- Work instructions
Lines from the line with "fn capitalize(token: &str)" to the line with "Matching is plain" in the entries below, and only those, must be output exactly, with both ends included.

╭──

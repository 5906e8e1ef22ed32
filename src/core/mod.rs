pub mod config;
pub mod error;
pub mod types;

pub use error::{ExportError, RenderError, SessionError};
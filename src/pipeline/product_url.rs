//! Storefront product-link anatomy: `/pn/<slug>/pvid/<variant-id>`.

pub const SLUG_MARKER: &str = "/pn/";
pub const VARIANT_MARKER: &str = "/pvid/";

#[derive(Debug, Clone, PartialEq, Eq)]
pub struct ProductPath {
    pub slug: String,
    pub variant: Option<String>,
}

fn leading_segment(rest: &str) -> &str {
    rest.split(['/', '?', '#']).next().unwrap_or_default()
}

/// Split a product link into its slug and variant id.
///
/// `None` when the link has no `/pn/` segment. The variant is only read from
/// product links.
pub fn parse(href: &str) -> Option<ProductPath> {
    let (_, after_slug_marker) = href.split_once(SLUG_MARKER)?;
    let slug = leading_segment(after_slug_marker).to_string();
    let variant = href
        .split_once(VARIANT_MARKER)
        .map(|(_, rest)| leading_segment(rest))
        .filter(|id| !id.is_empty())
        .map(str::to_string);
    Some(ProductPath { slug, variant })
}

/// Human-readable name from a hyphenated slug: each token title-cased, joined by spaces.
pub fn title_from_slug(slug: &str) -> Option<String> {
    let words: Vec<String> = slug
        .split('-')
        .filter(|token| !token.is_empty())
        .map(capitalize)
        .collect();
    if words.is_empty() {
        None
    } else {
        Some(words.join(" "))
    }
}

fn capitalize(token: &str) -> String {
    let mut chars = token.chars();
    match chars.next() {
        Some(first) => first.to_uppercase().chain(chars.flat_map(char::to_lowercase)).collect(),
        None => String::new(),
    }
}
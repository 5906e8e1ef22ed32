//! Keyword-rule category membership.
//!
//! Storefront listings leak neighbouring aisles (a "Breakfast & Sauces" page
//! happily shows bread and butter), so every record is checked against the
//! category's rule before it is kept.
//!
//! Evaluation order matters and is fixed:
//! 1. any `valid` keyword in the combined text → member;
//! 2. the first `invalid` keyword found → not a member, unless an exception
//!    for that keyword is satisfied, in which case scanning continues;
//! 3. otherwise → not a member, unless the rule sets `accept_unmatched`.
//!
//! Matching is plain lowercase substring search over `name + " " + product_url`.
//! Several keywords carry deliberate spaces (`"egg "`, `" milk"`) to approximate
//! word boundaries, so they must not be trimmed.

use crate::core::types::ProductRecord;
use serde::{Deserialize, Serialize};

/// An `invalid` keyword that is forgiven when any of `unless_any` also appears,
/// e.g. `butter` unless `peanut butter`.
#[derive(Debug, Clone, PartialEq, Eq, Serialize, Deserialize)]
pub struct KeywordException {
    pub keyword: String,
    pub unless_any: Vec<String>,
}

impl KeywordException {
    pub fn new(keyword: &str, unless_any: &[&str]) -> Self {
        Self {
            keyword: keyword.to_string(),
            unless_any: unless_any.iter().map(|s| s.to_string()).collect(),
        }
    }

    pub(crate) fn excuses(&self, keyword: &str, combined: &str) -> bool {
        self.keyword == keyword && self.unless_any.iter().any(|phrase| combined.contains(phrase.as_str()))
    }
}

#[derive(Debug, Clone, Default, PartialEq, Eq, Serialize, Deserialize)]
pub struct CategoryRule {
    /// Lowercase substrings that confirm membership. Checked first.
    pub valid: Vec<String>,
    /// Lowercase substrings that reject membership.
    #[serde(default)]
    pub invalid: Vec<String>,
    #[serde(default)]
    pub exceptions: Vec<KeywordException>,
    /// Keep records that no keyword decided. For aisles without neighbours
    /// worth filtering out.
    #[serde(default)]
    pub accept_unmatched: bool,
}

/// Outcome of a rule evaluation, naming the keyword that decided it.
#[derive(Debug, Clone, Copy, PartialEq, Eq)]
pub enum Verdict<'r> {
    Included(&'r str),
    Excluded(&'r str),
    /// No keyword decided and the rule keeps such records.
    Admitted,
    Unmatched,
}

impl Verdict<'_> {
    pub fn is_member(&self) -> bool {
        matches!(self, Verdict::Included(_) | Verdict::Admitted)
    }
}

/// Lowercased `name + " " + url`, the text every keyword is matched against.
pub fn combined_text(name: &str, product_url: &str) -> String {
    format!("{} {}", name.to_lowercase(), product_url.to_lowercase())
}

impl CategoryRule {
    pub fn new(valid: &[&str], invalid: &[&str], exceptions: Vec<KeywordException>) -> Self {
        Self {
            valid: valid.iter().map(|s| s.to_string()).collect(),
            invalid: invalid.iter().map(|s| s.to_string()).collect(),
            exceptions,
            accept_unmatched: false,
        }
    }

    /// A rule that keeps every record not rejected by an `invalid` keyword.
    pub fn accept_all(invalid: &[&str]) -> Self {
        Self {
            accept_unmatched: true,
            ..Self::new(&[], invalid, Vec::new())
        }
    }

    pub fn evaluate(&self, name: &str, product_url: &str) -> Verdict<'_> {
        let combined = combined_text(name, product_url);

        if let Some(keyword) = self.valid.iter().find(|kw| combined.contains(kw.as_str())) {
            return Verdict::Included(keyword);
        }

        for keyword in &self.invalid {
            if !combined.contains(keyword.as_str()) {
                continue;
            }
            if self.exceptions.iter().any(|ex| ex.excuses(keyword, &combined)) {
                continue;
            }
            return Verdict::Excluded(keyword);
        }

        if self.accept_unmatched {
            Verdict::Admitted
        } else {
            Verdict::Unmatched
        }
    }

    pub fn classify(&self, record: &ProductRecord) -> bool {
        self.evaluate(&record.name, &record.product_url).is_member()
    }
}
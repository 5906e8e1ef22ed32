//! Rendered-text helpers over `scraper` snapshots.
//!
//! Browsers expose `innerText`: block boundaries become line breaks, inline runs
//! collapse whitespace, and script-like content is invisible. Card extraction is
//! line-oriented, so the snapshot needs the same view.

use scraper::{ElementRef, Node};
use url::Url;

const BLOCK_TAGS: &[&str] = &[
    "address", "article", "aside", "blockquote", "button", "dd", "details", "dialog", "div", "dl",
    "dt", "fieldset", "figcaption", "figure", "footer", "form", "h1", "h2", "h3", "h4", "h5", "h6",
    "header", "hr", "li", "main", "nav", "ol", "p", "pre", "section", "summary", "table", "tbody",
    "td", "tfoot", "th", "thead", "tr", "ul",
];

const INVISIBLE_TAGS: &[&str] = &["script", "style", "noscript", "template", "svg", "head"];

pub fn is_block_tag(name: &str) -> bool {
    BLOCK_TAGS.contains(&name)
}

pub fn is_invisible_tag(name: &str) -> bool {
    INVISIBLE_TAGS.contains(&name)
}

/// Visible lines of `element`: trimmed, whitespace-collapsed, blanks dropped.
pub fn visible_lines(element: ElementRef<'_>) -> Vec<String> {
    let mut raw = String::new();
    collect_text(element, &mut raw);
    raw.lines()
        .map(|line| line.split_whitespace().collect::<Vec<_>>().join(" "))
        .filter(|line| !line.is_empty())
        .collect()
}

/// Visible text flattened onto a single line.
pub fn inline_text(element: ElementRef<'_>) -> String {
    visible_lines(element).join(" ")
}

fn collect_text(element: ElementRef<'_>, out: &mut String) {
    for child in element.children() {
        match child.value() {
            Node::Text(text) => {
                // source newlines inside inline runs are plain whitespace
                for (i, chunk) in text.split(['\n', '\r']).enumerate() {
                    if i > 0 {
                        out.push(' ');
                    }
                    out.push_str(chunk);
                }
            }
            Node::Element(el) => {
                let name = el.name();
                if is_invisible_tag(name) {
                    continue;
                }
                if name == "br" {
                    out.push('\n');
                    continue;
                }
                let Some(child_ref) = ElementRef::wrap(child) else {
                    continue;
                };
                let block = is_block_tag(name);
                if block {
                    out.push('\n');
                }
                collect_text(child_ref, out);
                if block {
                    out.push('\n');
                }
            }
            _ => {}
        }
    }
}

/// Resolve `raw` against the page URL. Unparseable input is returned trimmed.
pub fn resolve_url(base: Option<&Url>, raw: &str) -> String {
    let raw = raw.trim();
    if let Ok(absolute) = Url::parse(raw) {
        return absolute.to_string();
    }
    match base.and_then(|b| b.join(raw).ok()) {
        Some(joined) => joined.to_string(),
        None => raw.to_string(),
    }
}

/// Non-empty attribute value.
pub fn attr<'a>(element: ElementRef<'a>, name: &str) -> Option<&'a str> {
    element
        .value()
        .attr(name)
        .map(str::trim)
        .filter(|v| !v.is_empty())
}

#[cfg(test)]
mod tests {
    use super::*;
    use scraper::{Html, Selector};

    fn first<'a>(doc: &'a Html, css: &str) -> ElementRef<'a> {
        doc.select(&Selector::parse(css).unwrap()).next().unwrap()
    }

    #[test]
    fn block_children_become_lines() {
        let doc = Html::parse_fragment(
            r#"<div id="card">
                <div>Amul   Kool
                     Cafe</div>
                <span>₹</span><span>40</span>
                <p>200 ml</p>
                <button>ADD</button>
            </div>"#,
        );
        let lines = visible_lines(first(&doc, "#card"));
        assert_eq!(lines, vec!["Amul Kool Cafe", "₹40", "200 ml", "ADD"]);
    }

    #[test]
    fn scripts_and_styles_are_invisible() {
        let doc = Html::parse_fragment(
            r#"<div id="card"><style>.x{}</style>Real Juice<script>var p = "₹1";</script><br>1 l</div>"#,
        );
        assert_eq!(visible_lines(first(&doc, "#card")), vec!["Real Juice", "1 l"]);
    }

    #[test]
    fn relative_urls_resolve_against_page() {
        let base = Url::parse("https://www.zepto.com/cn/tea/cid/1").unwrap();
        assert_eq!(
            resolve_url(Some(&base), "/pn/green-tea/pvid/7"),
            "https://www.zepto.com/pn/green-tea/pvid/7"
        );
        assert_eq!(
            resolve_url(None, "https://cdn.zepto.com/a.png"),
            "https://cdn.zepto.com/a.png"
        );
        assert_eq!(resolve_url(None, "/pn/x"), "/pn/x");
    }
}
pub mod catalog;
pub mod core;
pub mod pipeline;
pub mod scraping;
pub mod tools;

// --- Primary core exports ---
pub use core::config;
pub use core::types;
pub use core::types::*;
pub use core::{ExportError, RenderError, SessionError};

pub use catalog::{Catalog, CategoryProfile};
pub use pipeline::classify::{CategoryRule, KeywordException, Verdict};
pub use scraping::renderer::PageRenderer;
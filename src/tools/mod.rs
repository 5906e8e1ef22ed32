pub mod export;
pub mod scrape_category;
pub mod subcategories;
pub mod summary;

pub use scrape_category::{scrape_category, CategoryRun};
pub use subcategories::{discover_subcategories, Subcategory};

╰──

- Reply to the task
fn capitalize(token: &str) -> String {
    let mut chars = token.chars();
    match chars.next() {
        Some(first) => first.to_uppercase().chain(chars.flat_map(char::to_lowercase)).collect(),
        None => String::new(),
    }
}
repository 5906e8e1ef22ed32
//! Keyword-rule category membership.
//!
//! Storefront listings leak neighbouring aisles (a "Breakfast & Sauces" page
//! happily shows bread and butter), so every record is checked against the
//! category's rule before it is kept.
//!
//! Evaluation order matters and is fixed:
//! 1. any `valid` keyword in the combined text → member;
//! 2. the first `invalid` keyword found → not a member, unless an exception
//!    for that keyword is satisfied, in which case scanning continues;
//! 3. otherwise → not a member, unless the rule sets `accept_unmatched`.
//!
//! Matching is plain lowercase substring search over `name + " " + product_url`.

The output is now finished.